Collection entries

# # # #

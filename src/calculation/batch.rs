//! Batch calculation over a month's uploaded sales rows.
//!
//! Each row is run through [`calculate_incentive`] independently. The roster
//! fills in what the upload lacks: the employee's compensation terms when no
//! explicit classification was supplied, and the store name.

use tracing::debug;

use crate::config::{EmployeeRoster, ThresholdTable};
use crate::models::{
    BatchResult, BatchRow, BatchTotals, EmploymentClassification, MonthlyPeriod, SalesRecord,
    UNASSIGNED_STORE,
};

use super::incentive::calculate_incentive;

/// One row of a batch with its optional explicit classification.
#[derive(Debug, Clone, PartialEq, Eq)]
pub struct BatchEntry {
    /// The sales row.
    pub record: SalesRecord,
    /// Compensation terms supplied with the row; takes precedence over the roster.
    pub classification: Option<EmploymentClassification>,
}

impl From<SalesRecord> for BatchEntry {
    fn from(record: SalesRecord) -> Self {
        Self {
            record,
            classification: None,
        }
    }
}

/// Calculates every row of a batch and the month's totals.
///
/// Rows are returned in input order. An ineligible row never aborts the batch.
///
/// # Examples
///
/// ```
/// use incentive_engine::calculation::{BatchEntry, calculate_batch};
/// use incentive_engine::config::EmployeeRoster;
/// use incentive_engine::models::{MonthlyPeriod, SalesRecord, UNASSIGNED_STORE};
/// use rust_decimal::Decimal;
///
/// let record = SalesRecord {
///     employee_name: "홍길동".to_string(),
///     position: "팀장".to_string(),
///     category: "택시".to_string(),
///     net_sales: Decimal::from(26_000_000),
///     profit_margin: Decimal::from(40),
/// };
///
/// let period = MonthlyPeriod::new(2024, 5).unwrap();
/// let result = calculate_batch(period, vec![BatchEntry::from(record)], &EmployeeRoster::default(), None);
///
/// assert_eq!(result.rows[0].store_name, UNASSIGNED_STORE);
/// assert_eq!(result.totals.total_incentive, Decimal::from(49_500));
/// assert_eq!(result.totals.employee_count, 1);
/// ```
pub fn calculate_batch(
    period: MonthlyPeriod,
    entries: Vec<BatchEntry>,
    roster: &EmployeeRoster,
    thresholds: Option<&ThresholdTable>,
) -> BatchResult {
    let rows: Vec<BatchRow> = entries
        .into_iter()
        .map(|entry| {
            let rostered = roster.find_by_name(&entry.record.employee_name);
            let classification = entry
                .classification
                .or_else(|| rostered.map(|e| e.classification()));
            let store_name = rostered
                .and_then(|e| e.store_name.clone())
                .unwrap_or_else(|| UNASSIGNED_STORE.to_string());

            let result = calculate_incentive(&entry.record, classification.as_ref(), thresholds);

            BatchRow {
                record: entry.record,
                store_name,
                result,
            }
        })
        .collect();

    let totals = BatchTotals::from_rows(&rows);

    debug!(
        period = %period,
        rows = rows.len(),
        total_incentive = %totals.total_incentive,
        "Calculated batch"
    );

    BatchResult {
        period,
        rows,
        totals,
    }
}

#[cfg(test)]
mod tests {
    use super::*;
    use crate::models::{CompensationMode, IneligibleReason, RosterEmployee};
    use rust_decimal::Decimal;
    use std::str::FromStr;

    fn dec(s: &str) -> Decimal {
        Decimal::from_str(s).unwrap()
    }

    fn record(name: &str, position: &str, net_sales: &str, margin: &str) -> SalesRecord {
        SalesRecord {
            employee_name: name.to_string(),
            position: position.to_string(),
            category: "택시".to_string(),
            net_sales: dec(net_sales),
            profit_margin: dec(margin),
        }
    }

    fn roster_employee(
        name: &str,
        store: Option<&str>,
        mode: CompensationMode,
        base_salary: &str,
        is_active: bool,
    ) -> RosterEmployee {
        RosterEmployee {
            name: name.to_string(),
            position: "팀장".to_string(),
            store_name: store.map(str::to_string),
            compensation_mode: mode,
            base_salary: dec(base_salary),
            is_active,
        }
    }

    fn roster() -> EmployeeRoster {
        EmployeeRoster::new(vec![
            roster_employee("서인영", Some("강남점"), CompensationMode::IncentiveEligible, "2500000", true),
            roster_employee("박기본", Some("분당점"), CompensationMode::BasicSalaryOnly, "3200000", true),
            roster_employee("정퇴사", Some("분당점"), CompensationMode::IncentiveEligible, "2100000", false),
        ])
    }

    fn period() -> MonthlyPeriod {
        MonthlyPeriod::new(2024, 5).unwrap()
    }

    /// BT-001: roster supplies classification and store
    #[test]
    fn test_roster_supplies_classification_and_store() {
        let entries = vec![BatchEntry::from(record("서인영", "팀장", "26000000", "40"))];
        let result = calculate_batch(period(), entries, &roster(), None);

        let row = &result.rows[0];
        assert_eq!(row.store_name, "강남점");
        assert_eq!(row.result.base_salary, dec("2500000"));
        assert_eq!(row.result.incentive_amount, dec("49500"));
        assert_eq!(row.result.total_salary, dec("2549500"));
    }

    /// BT-002: explicit classification beats the roster
    #[test]
    fn test_explicit_classification_wins() {
        let entries = vec![BatchEntry {
            record: record("박기본", "팀장", "26000000", "40"),
            classification: Some(EmploymentClassification {
                compensation_mode: CompensationMode::IncentiveEligible,
                base_salary: dec("1000000"),
            }),
        }];
        let result = calculate_batch(period(), entries, &roster(), None);

        let row = &result.rows[0];
        assert!(row.result.is_calculated());
        assert_eq!(row.result.base_salary, dec("1000000"));
        assert_eq!(row.store_name, "분당점");
    }

    /// BT-003: unknown employees are unassigned with no classification
    #[test]
    fn test_unknown_employee_is_unassigned() {
        let entries = vec![BatchEntry::from(record("없는사람", "팀장", "26000000", "40"))];
        let result = calculate_batch(period(), entries, &roster(), None);

        let row = &result.rows[0];
        assert_eq!(row.store_name, UNASSIGNED_STORE);
        assert_eq!(row.result.base_salary, Decimal::ZERO);
        assert_eq!(row.result.incentive_amount, dec("49500"));
    }

    /// BT-004: inactive employees keep their store and compensation terms
    #[test]
    fn test_inactive_employee_keeps_roster_terms() {
        let entries = vec![BatchEntry::from(record("정퇴사", "팀장", "26000000", "40"))];
        let result = calculate_batch(period(), entries, &roster(), None);

        let row = &result.rows[0];
        assert_eq!(row.store_name, "분당점");
        assert_eq!(row.result.base_salary, dec("2100000"));
        assert_eq!(row.result.total_salary, dec("2149500"));
    }

    /// BT-005: ineligible rows do not abort the batch
    #[test]
    fn test_ineligible_rows_do_not_abort_batch() {
        let entries = vec![
            BatchEntry::from(record("박기본", "팀장", "50000000", "40")),
            BatchEntry::from(record("최공장", "공장장", "50000000", "40")),
            BatchEntry::from(record("서인영", "팀장", "26000000", "40")),
        ];
        let result = calculate_batch(period(), entries, &roster(), None);

        assert_eq!(result.rows.len(), 3);
        assert_eq!(
            result.rows[0].result.ineligible_reason(),
            Some(IneligibleReason::BasicSalaryOnly)
        );
        assert_eq!(
            result.rows[1].result.ineligible_reason(),
            Some(IneligibleReason::ManagerRole)
        );
        assert!(result.rows[2].result.is_calculated());

        assert_eq!(result.totals.employee_count, 3);
        assert_eq!(result.totals.total_revenue, dec("126000000"));
        assert_eq!(result.totals.total_incentive, dec("49500"));
        assert_eq!(result.totals.total_base_salary, dec("5700000"));
        assert_eq!(result.totals.total_salary, dec("5749500"));
        // 50M x 40% x 2 + 26M x 40%
        assert_eq!(result.totals.total_profit, dec("50400000"));
    }

    /// BT-006: rows too large for `Decimal` arithmetic do not abort the batch
    #[test]
    fn test_oversized_rows_do_not_abort_batch() {
        let entries = vec![
            BatchEntry::from(record("a", "팀장", "50000000000000000000000000000", "40")),
            BatchEntry::from(record("b", "팀장", "50000000000000000000000000000", "40")),
        ];
        let result = calculate_batch(period(), entries, &roster(), None);

        assert_eq!(result.rows.len(), 2);
        assert!(result.rows.iter().all(|r| r.result.is_calculated()));
        assert_eq!(result.totals.total_revenue, Decimal::MAX);
        assert_eq!(result.totals.employee_count, 2);
    }

    #[test]
    fn test_rows_keep_input_order() {
        let entries = vec![
            BatchEntry::from(record("b", "기사", "1", "30")),
            BatchEntry::from(record("a", "기사", "2", "30")),
        ];
        let result = calculate_batch(period(), entries, &roster(), None);

        let names: Vec<&str> = result
            .rows
            .iter()
            .map(|r| r.record.employee_name.as_str())
            .collect();
        assert_eq!(names, vec!["b", "a"]);
    }

    #[test]
    fn test_empty_batch() {
        let result = calculate_batch(period(), Vec::new(), &roster(), None);
        assert!(result.rows.is_empty());
        assert_eq!(result.totals, BatchTotals::default());
        assert_eq!(result.period, period());
    }

    #[test]
    fn test_override_table_applies_to_every_row() {
        let mut overrides = ThresholdTable::new();
        overrides.insert(
            "수습기사",
            crate::config::ThresholdTriple::new(dec("18000000"), dec("22000000"), dec("35000000")),
        );

        let entries = vec![BatchEntry::from(record("이수습", "수습기사", "20000000", "38.5"))];
        let result = calculate_batch(period(), entries, &roster(), Some(&overrides));

        // (20,000,000 - 18,000,000) x 0.03 x 1.00
        assert_eq!(result.rows[0].result.incentive_amount, dec("60000"));
    }
}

# # # #

◆ TASK PROMPT: Extract, please, the lines from the start of the entries above through the one with "the store name.", both included, reproducing each exactly and adding nothing.

◆ FINISHED EXERCISE:
filename src/calculation/batch.rs
//! Batch calculation over a month's uploaded sales rows.
//!
//! Each row is run through [`calculate_incentive`] independently. The roster
//! fills in what the upload lacks: the employee's compensation terms when no
//! explicit classification was supplied, and the store name.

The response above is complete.